Янси вскочил на ноги:
– Я понимаю все остальное, Великий Гоблин. Но все еще не могу понять это.
– Понять – что?
– Бесплотный голос или то, что звучало как бесплотный голос, который прошептал мне здесь, в саду: «Если вам надо идти в эту школу, будьте осторожны!» Хотя откуда он мог узнать, куда я собирался идти…
– Узнать, куда вы собирались идти? – эхом повторил доктор Фелл. – Архонты афинские! Прямо перед этим, сказали вы, вы стояли перед доской и говорили вслух сами с собой на благо каждого, кто хотел вас слышать. Вы не то чтобы сходили с ума, но…
– Но там некому было меня слушать! Там не было никого, кто мог быть голосом!
– Напротив, сэр. Там кое-кто был, с кем вы говорили всего минуту назад или около того, кое-кто, уже сильно обеспокоенный ситуацией, кое-кто с привычкой оставаться совершенно незаметным…
Янси уставился на него:
– Вы же не имеете в виду, что это был Джордж, правда?
– Именно это я и имею в виду. Я имею в виду Джорджа, верного слугу, чья пресловутая преданность вам всем хорошо известна.
Какая жалость, – продолжал доктор Фелл, – что никто не передал подобного предупреждения Валери Хьюрет. Миссис Хьюрет, вернувшись из ресторана с Рипом Хиллборо и Бобом Крэндаллом, должна была удостовериться, что пачку писем обнаружили. Она оставила двух своих спутников (как считала она) неподвижно сидящими у телевизора и двинулась вперед, чтобы убедиться в результате.
Мы сами все еще блуждали в поисках комнаты номер 26. Она проскользнула через боковую дверь. Чтобы привлечь наше внимание к этой комнате, она включила виктролу, снова выскользнула и дождалась подходящего момента, чтобы драматически появиться вновь со своим разоблачением.
Однако когда она в самом деле появилась в комнате, истерия сделала ее речь бессвязной.
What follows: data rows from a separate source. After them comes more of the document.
//! Quotation engine workflows: drafting with server-side pricing, edits
//! while the quote is still open, status changes and sending.

use chrono::{Duration, NaiveDate};
use hvacdesk_core::error::CoreError;
use hvacdesk_core::lifecycle::{LifecycleEvent, QuotationSnapshot};
use hvacdesk_core::quotation::{
    build_line_items, compute_pricing, items_subtotal, validate_pricing, validate_title,
    LineItem, LineItemInput, QuotationStatus, DEFAULT_PAYMENT_TERMS, DEFAULT_TAX_RATE,
    DEFAULT_VALIDITY_DAYS,
};
use hvacdesk_core::transition::plan_transition;
use hvacdesk_core::types::DbId;
use hvacdesk_db::models::quotation::{Conversion, NewQuotation, Quotation, QuotationContent};
use hvacdesk_db::models::StatusUpdate;
use hvacdesk_db::repositories::{ClientRepo, QuotationRepo, StaffRepo};
use hvacdesk_db::DbPool;
use rust_decimal::Decimal;
use serde::Deserialize;

use super::inquiries::already_quoted;
use super::{current_year, today};
use crate::error::{AppError, AppResult};
use crate::middleware::auth::AuthUser;
use crate::state::AppState;

// ---------------------------------------------------------------------------
// Request bodies
// ---------------------------------------------------------------------------

/// Staff-authored quotation. `tax_amount` and `total` are not accepted;
/// they are always derived.
#[derive(Debug, Clone, Deserialize)]
pub struct CreateQuotationRequest {
    pub client_id: DbId,
    pub inquiry_id: Option<DbId>,
    pub title: String,
    #[serde(default)]
    pub description: String,
    #[serde(default)]
    pub items: Vec<LineItemInput>,
    /// Defaults to the sum of the line totals.
    pub subtotal: Option<Decimal>,
    pub tax_rate: Option<Decimal>,
    pub discount_amount: Option<Decimal>,
    #[serde(default)]
    pub terms_and_conditions: String,
    pub valid_until: Option<NaiveDate>,
    pub payment_terms: Option<String>,
    #[serde(default)]
    pub notes: String,
}

/// Partial edit. Absent fields keep their stored value; pricing is always
/// recomputed from the merged result.
#[derive(Debug, Clone, Default, Deserialize)]
pub struct UpdateQuotationRequest {
    pub title: Option<String>,
    pub description: Option<String>,
    pub items: Option<Vec<LineItemInput>>,
    pub subtotal: Option<Decimal>,
    pub tax_rate: Option<Decimal>,
    pub discount_amount: Option<Decimal>,
    pub terms_and_conditions: Option<String>,
    pub valid_until: Option<NaiveDate>,
    pub payment_terms: Option<String>,
    pub notes: Option<String>,
}

// ---------------------------------------------------------------------------
// Content assembly
// ---------------------------------------------------------------------------

struct ContentParts {
    title: String,
    description: String,
    items: Vec<LineItem>,
    subtotal: Decimal,
    tax_rate: Decimal,
    discount_amount: Decimal,
    terms_and_conditions: String,
    valid_until: NaiveDate,
    payment_terms: String,
    notes: String,
}

fn finish(parts: ContentParts, today: NaiveDate) -> Result<QuotationContent, CoreError> {
    validate_pricing(
        parts.subtotal,
        parts.tax_rate,
        parts.discount_amount,
        parts.valid_until,
        today,
    )?;
    let pricing = compute_pricing(parts.subtotal, parts.tax_rate, parts.discount_amount)?;
    let payment_terms = match parts.payment_terms.trim() {
        "" => DEFAULT_PAYMENT_TERMS.to_string(),
        terms => terms.to_string(),
    };
    Ok(QuotationContent {
        title: validate_title(&parts.title)?,
        description: parts.description.trim().to_string(),
        items: parts.items,
        subtotal: parts.subtotal,
        tax_rate: parts.tax_rate,
        tax_amount: pricing.tax_amount,
        discount_amount: parts.discount_amount,
        total: pricing.total,
        terms_and_conditions: parts.terms_and_conditions.trim().to_string(),
        valid_until: parts.valid_until,
        payment_terms,
        notes: parts.notes.trim().to_string(),
    })
}

/// Validate a new quotation and derive its pricing.
pub fn build_content(
    input: &CreateQuotationRequest,
    today: NaiveDate,
) -> Result<QuotationContent, CoreError> {
    let items = build_line_items(&input.items)?;
    let subtotal = match input.subtotal {
        Some(subtotal) => subtotal,
        None => items_subtotal(&items)?,
    };
    finish(
        ContentParts {
            title: input.title.clone(),
            description: input.description.clone(),
            subtotal,
            items,
            tax_rate: input.tax_rate.unwrap_or(DEFAULT_TAX_RATE),
            discount_amount: input.discount_amount.unwrap_or(Decimal::ZERO),
            terms_and_conditions: input.terms_and_conditions.clone(),
            valid_until: input
                .valid_until
                .unwrap_or(today + Duration::days(DEFAULT_VALIDITY_DAYS)),
            payment_terms: input.payment_terms.clone().unwrap_or_default(),
            notes: input.notes.clone(),
        },
        today,
    )
}

/// Apply a partial edit on top of the stored quotation and re-derive pricing.
///
/// New line items without an explicit subtotal reset the subtotal to their
/// sum.
pub fn merge_content(
    existing: &Quotation,
    input: UpdateQuotationRequest,
    today: NaiveDate,
) -> Result<QuotationContent, CoreError> {
    let (items, items_sum) = match &input.items {
        Some(raw) => {
            let items = build_line_items(raw)?;
            let sum = items_subtotal(&items)?;
            (items, Some(sum))
        }
        None => (existing.items.0.clone(), None),
    };
    finish(
        ContentParts {
            title: input.title.unwrap_or_else(|| existing.title.clone()),
            description: input
                .description
                .unwrap_or_else(|| existing.description.clone()),
            items,
            subtotal: input.subtotal.or(items_sum).unwrap_or(existing.subtotal),
            tax_rate: input.tax_rate.unwrap_or(existing.tax_rate),
            discount_amount: input.discount_amount.unwrap_or(existing.discount_amount),
            terms_and_conditions: input
                .terms_and_conditions
                .unwrap_or_else(|| existing.terms_and_conditions.clone()),
            valid_until: input.valid_until.unwrap_or(existing.valid_until),
            payment_terms: input
                .payment_terms
                .unwrap_or_else(|| existing.payment_terms.clone()),
            notes: input.notes.unwrap_or_else(|| existing.notes.clone()),
        },
        today,
    )
}

// ---------------------------------------------------------------------------
// CRUD
// ---------------------------------------------------------------------------

/// Draft a quotation. When `inquiry_id` is set the inquiry must exist,
/// still be `new` or `in_review` and have no quotation yet.
pub async fn create_quotation(
    pool: &DbPool,
    input: CreateQuotationRequest,
    user: &AuthUser,
) -> AppResult<Quotation> {
    let content = build_content(&input, today())?;

    ClientRepo::find_by_id(pool, input.client_id)
        .await?
        .ok_or(AppError::Core(CoreError::NotFound {
            entity: "Client",
            id: input.client_id,
        }))?;
    let created_by_id = StaffRepo::find_by_id(pool, user.user_id)
        .await?
        .map(|s| s.id);

    let new = NewQuotation {
        client_id: input.client_id,
        inquiry_id: input.inquiry_id,
        created_by_id,
        content,
    };
    let quotation = match input.inquiry_id {
        None => QuotationRepo::create(pool, &new, current_year()).await?,
        Some(inquiry_id) => {
            let outcome =
                QuotationRepo::create_for_inquiry(pool, inquiry_id, &new, current_year())
                    .await?
                    .ok_or(AppError::Core(CoreError::NotFound {
                        entity: "Inquiry",
                        id: inquiry_id,
                    }))?;
            match outcome {
                Conversion::Created { quotation, .. } => quotation,
                Conversion::AlreadyExists(existing) => return Err(already_quoted(existing)),
                Conversion::Rejected(e) => return Err(AppError::Core(e)),
            }
        }
    };

    tracing::info!(
        quotation_id = quotation.id,
        quote_number = %quotation.quote_number,
        total = %quotation.total,
        "Quotation created"
    );
    Ok(quotation)
}

pub async fn get_quotation(pool: &DbPool, id: DbId) -> AppResult<Quotation> {
    QuotationRepo::find_by_id(pool, id)
        .await?
        .ok_or(AppError::Core(CoreError::NotFound {
            entity: "Quotation",
            id,
        }))
}

pub async fn list_quotations(
    pool: &DbPool,
    status: Option<&str>,
    limit: i64,
    offset: i64,
) -> AppResult<Vec<Quotation>> {
    let status = status.map(str::parse::<QuotationStatus>).transpose()?;
    Ok(QuotationRepo::list(pool, status, limit, offset).await?)
}

fn locked(quotation: &Quotation) -> AppError {
    AppError::Core(CoreError::Conflict(format!(
        "Quotation {} is {} and can no longer be edited",
        quotation.quote_number, quotation.status
    )))
}

pub async fn update_quotation(
    pool: &DbPool,
    id: DbId,
    input: UpdateQuotationRequest,
) -> AppResult<Quotation> {
    let existing = get_quotation(pool, id).await?;
    if !existing.status.is_editable() {
        return Err(locked(&existing));
    }
    let content = merge_content(&existing, input, today())?;

    match QuotationRepo::update_content(pool, id, &content).await? {
        StatusUpdate::Applied(updated) => {
            tracing::info!(
                quotation_id = id,
                quote_number = %updated.quote_number,
                total = %updated.total,
                "Quotation updated"
            );
            Ok(updated)
        }
        // Sent between the read and the write.
        StatusUpdate::Stale => Err(locked(&existing)),
    }
}

pub async fn delete_quotation(pool: &DbPool, id: DbId) -> AppResult<()> {
    if QuotationRepo::delete(pool, id).await? {
        tracing::info!(quotation_id = id, "Quotation deleted");
        Ok(())
    } else {
        Err(AppError::Core(CoreError::NotFound {
            entity: "Quotation",
            id,
        }))
    }
}

// ---------------------------------------------------------------------------
// Status
// ---------------------------------------------------------------------------

/// Move a quotation to `target`. Entering `sent` notifies the client.
pub async fn transition_quotation(
    state: &AppState,
    id: DbId,
    target: &str,
    actor: Option<&str>,
) -> AppResult<Quotation> {
    let current = get_quotation(&state.pool, id).await?;
    let change = plan_transition(current.status, target, actor, None)?;

    let updated = match QuotationRepo::apply_transition(&state.pool, id, &change).await? {
        StatusUpdate::Applied(q) => q,
        StatusUpdate::Stale => {
            return Err(AppError::Core(CoreError::Conflict(format!(
                "Quotation {} was changed by someone else, please retry",
                current.quote_number
            ))));
        }
    };

    tracing::info!(
        quotation_id = id,
        quote_number = %updated.quote_number,
        from = %change.from,
        to = %change.to,
        actor = %change.actor,
        "Quotation status changed"
    );

    if change.to == QuotationStatus::Sent {
        publish_sent(state, &updated).await;
    }
    Ok(updated)
}

pub async fn send_quotation(
    state: &AppState,
    id: DbId,
    actor: Option<&str>,
) -> AppResult<Quotation> {
    transition_quotation(state, id, QuotationStatus::Sent.as_str(), actor).await
}

/// Runs after the status change has committed, so failures are logged and
/// never turned into an error response.
async fn publish_sent(state: &AppState, quotation: &Quotation) {
    let client = match ClientRepo::find_by_id(&state.pool, quotation.client_id).await {
        Ok(Some(client)) => client,
        Ok(None) => {
            tracing::warn!(
                quotation_id = quotation.id,
                client_id = quotation.client_id,
                "Client missing, quotation e-mail not sent"
            );
            return;
        }
        Err(e) => {
            tracing::error!(
                quotation_id = quotation.id,
                error = %e,
                "Client lookup failed, quotation e-mail not sent"
            );
            return;
        }
    };

    state.event_bus.publish(LifecycleEvent::QuotationSent {
        quotation: QuotationSnapshot {
            quotation_id: quotation.id,
            quote_number: quotation.quote_number.clone(),
            title: quotation.title.clone(),
            client_name: client.name,
            recipient: client.email,
            items: quotation.items.0.clone(),
            subtotal: quotation.subtotal,
            tax_rate: quotation.tax_rate,
            tax_amount: quotation.tax_amount,
            discount_amount: quotation.discount_amount,
            total: quotation.total,
            valid_until: quotation.valid_until,
            payment_terms: quotation.payment_terms.clone(),
        },
    });
}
Она кричала, что пришла кого-то обвинить. Капитан Эшкрофт, знавший, кто в действительности был виновным, спросил, имеет ли она в виду Крэндалла. Она начала это отрицать со всей искренностью. Она все еще отчаянно отрицала это, когда он выстрелил в нее через окно.
Крэндалл, в последнем порыве отчаяния, не мог допустить поражения. Рип Хиллборо, насмотревшись фильмов, заснул во время последней передачи. Крэндалл, совсем не настроенный спать, последовал за миссис Хьюрет с револьвером, взятым из подвала, и вернулся до того, как закончилась передача.
Сходное обстоятельство заставило убийцу совершить ошибку. Крэндалл был уверен, что миссис Хьюрет подозревает и может разоблачить его. Через окно комнаты номер 26 он видел, как двигались ее губы. Хотя он не мог слышать ее, он видел, как ее губы выговаривают его имя. И тогда он выстрелил, чтобы заставить замолчать одного из двух человек, которые наиболее глубоко верили в его невиновность.
Конец гротескной трагедии рассказать недолго. Меня самого вызвали в Мэйнард-Холл только в воскресенье вечером. Капитан Эшкрофт уже начал действовать. Из Нью-Йорка он получил сообщение, что Мэдж Мэйнард, хотя и была официально удочерена в возрасти шестнадцати лет и, следовательно, имела полное право носить это имя, начала свою жизнь как Мэдж Макколл из приюта Святой Доротеи. Ее истинное положение могло быть продемонстрировано с помощью писем ее «отца».